Forgive Me, Leonard Peacock by Matthew Quick–At the end of Matthew Quick’s YA novel is a list of acknowledgements for the psychologists, psychiatrists, medical texts and societies that helped him with research for the book. The diary-like novel follows title character Leonard Peacock through his 18th birthday as he says goodbye to his only four friends as he prepares to kill his former best friend and then himself. What saves this book from becoming a clinical list of behaviors most commonly displayed by suicidal teens is the wry, authentic voice of Leonard Peacock. He is sarcastic and unflinching in his disgust for most of the other teenagers and adults that orbit around him. Rather than give in to cliched realizations about how his life is worth saving, Quick’s novel doesn’t give us or his protagonist an easy way to escape the discomfort of a boy truly in pain.

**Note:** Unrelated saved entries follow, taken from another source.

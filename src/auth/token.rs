//! JWT access tokens.

use chrono::{Duration, Utc};
use jsonwebtoken::{decode, encode, DecodingKey, EncodingKey, Header, Validation};
use serde::{Deserialize, Serialize};

use crate::models::{Role, User};

/// Issuer written into and required on every token.
pub const TOKEN_ISSUER: &str = "taskforge";

#[derive(Debug, thiserror::Error)]
pub enum TokenError {
    #[error("failed to encode token: {0}")]
    Encoding(String),
    #[error("invalid or expired token")]
    Invalid,
}

/// Claims carried by an access token.
#[derive(Debug, Clone, Serialize, Deserialize)]
pub struct Claims {
    /// User ID
    pub sub: String,
    pub role: Role,
    pub iss: String,
    pub iat: i64,
    pub exp: i64,
}

/// Signs and validates access tokens with one HMAC secret.
#[derive(Clone)]
pub struct TokenKeys {
    encoding: EncodingKey,
    decoding: DecodingKey,
    ttl_hours: i64,
}

impl std::fmt::Debug for TokenKeys {
    fn fmt(&self, f: &mut std::fmt::Formatter<'_>) -> std::fmt::Result {
        f.debug_struct("TokenKeys")
            .field("ttl_hours", &self.ttl_hours)
            .finish_non_exhaustive()
    }
}

impl TokenKeys {
    pub fn new(secret: &[u8], ttl_hours: i64) -> Self {
        Self {
            encoding: EncodingKey::from_secret(secret),
            decoding: DecodingKey::from_secret(secret),
            ttl_hours,
        }
    }

    /// Issue an access token for `user`.
    pub fn issue(&self, user: &User) -> Result<String, TokenError> {
        let now = Utc::now();
        let claims = Claims {
            sub: user.id.clone(),
            role: user.role,
            iss: TOKEN_ISSUER.to_string(),
            iat: now.timestamp(),
            exp: (now + Duration::hours(self.ttl_hours)).timestamp(),
        };

        encode(&Header::default(), &claims, &self.encoding)
            .map_err(|e| TokenError::Encoding(e.to_string()))
    }

    /// Validate signature, issuer and expiry.
    pub fn validate(&self, token: &str) -> Result<Claims, TokenError> {
        let mut validation = Validation::default();
        validation.set_issuer(&[TOKEN_ISSUER]);

        decode::<Claims>(token, &self.decoding, &validation)
            .map(|data| data.claims)
            .map_err(|e| {
                tracing::debug!("token rejected: {}", e);
                TokenError::Invalid
            })
    }

    pub fn ttl_seconds(&self) -> i64 {
        self.ttl_hours * 3600
    }
}

#[cfg(test)]
mod tests {
    use super::*;

    fn user() -> User {
        User {
            id: "u-1".into(),
            email: "dev@example.com".into(),
            first_name: "Dana".into(),
            last_name: "Dev".into(),
            role: Role::Developer,
            is_active: true,
            created_at: Utc::now(),
        }
    }

    #[test]
    fn test_issue_and_validate() {
        let keys = TokenKeys::new(b"test-secret-key-long-enough", 24);
        let token = keys.issue(&user()).unwrap();

        let claims = keys.validate(&token).unwrap();
        assert_eq!(claims.sub, "u-1");
        assert_eq!(claims.role, Role::Developer);
        assert_eq!(claims.iss, TOKEN_ISSUER);
        assert_eq!(claims.exp - claims.iat, keys.ttl_seconds());
    }

    #[test]
    fn test_wrong_secret_is_rejected() {
        let token = TokenKeys::new(b"secret-one", 1).issue(&user()).unwrap();
        assert!(TokenKeys::new(b"secret-two", 1).validate(&token).is_err());
    }

    #[test]
    fn test_garbage_is_rejected() {
        let keys = TokenKeys::new(b"secret", 1);
        assert!(matches!(keys.validate("not-a-jwt"), Err(TokenError::Invalid)));
    }
}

This is another book I listened to on audio, and the narrator, Noah Galvin, captures the cutting tone of voice and vulnerability of this teenage boy so pitch-perfectly I felt like I was talking on the phone to Leonard and he was just telling me his story. I often forgot that I was listening to a novel because of this spectactular narration.

In the Queue

Long manLong Man by Amy Greene (Knopf, February 2014)–Somehow I missed reading Amy Greene’s first novel Bloodroot (though I know that fellow Rioter Greg loved it), but this sophomore attempt sounds so intriguing there’s no way I’ll be able to wait until closer to release date to read it. Based on true events, Long Man chronicles three days in a 1936 Appalachia town that is about to be intentionally flooded by a new dam that’s going up to provide power and jobs to the struggling area. Most of the town has been evacuated in advance of the flooding, save for a young mother who’s three-year-old daughter has gone missing. I love the built-in suspense of this premise (see previously note about historical mysteries) and Greene’s reputation for flawless prose will likely mean I’ll be up until all hours until I find out how it ends.

Bleeding Edge by Thomas Pynchon Confession: I’ve never read anything by Thomas Pynchon. It is one of my secret readerly shames, but truthfully, books like Gravity’s Rainbow have scared me off a bit. But this National Book Award finalist may finally be my introduction to Pynchon. Why? Another historical fiction mystery, obviously. (Can it be called historical fiction if it takes places less than 20 years ago?) There’s a lot of quirky details about this one – a pre-9/11 NYC novel with a complicated, snarky female protagonist who investigates fraud, chasing down con artists and gets wrapped up in a much larger operation – and everything I’ve heard about Bleeding Edge has included the descriptor “funny as hell.” That intimidation factor just went down by a dozen.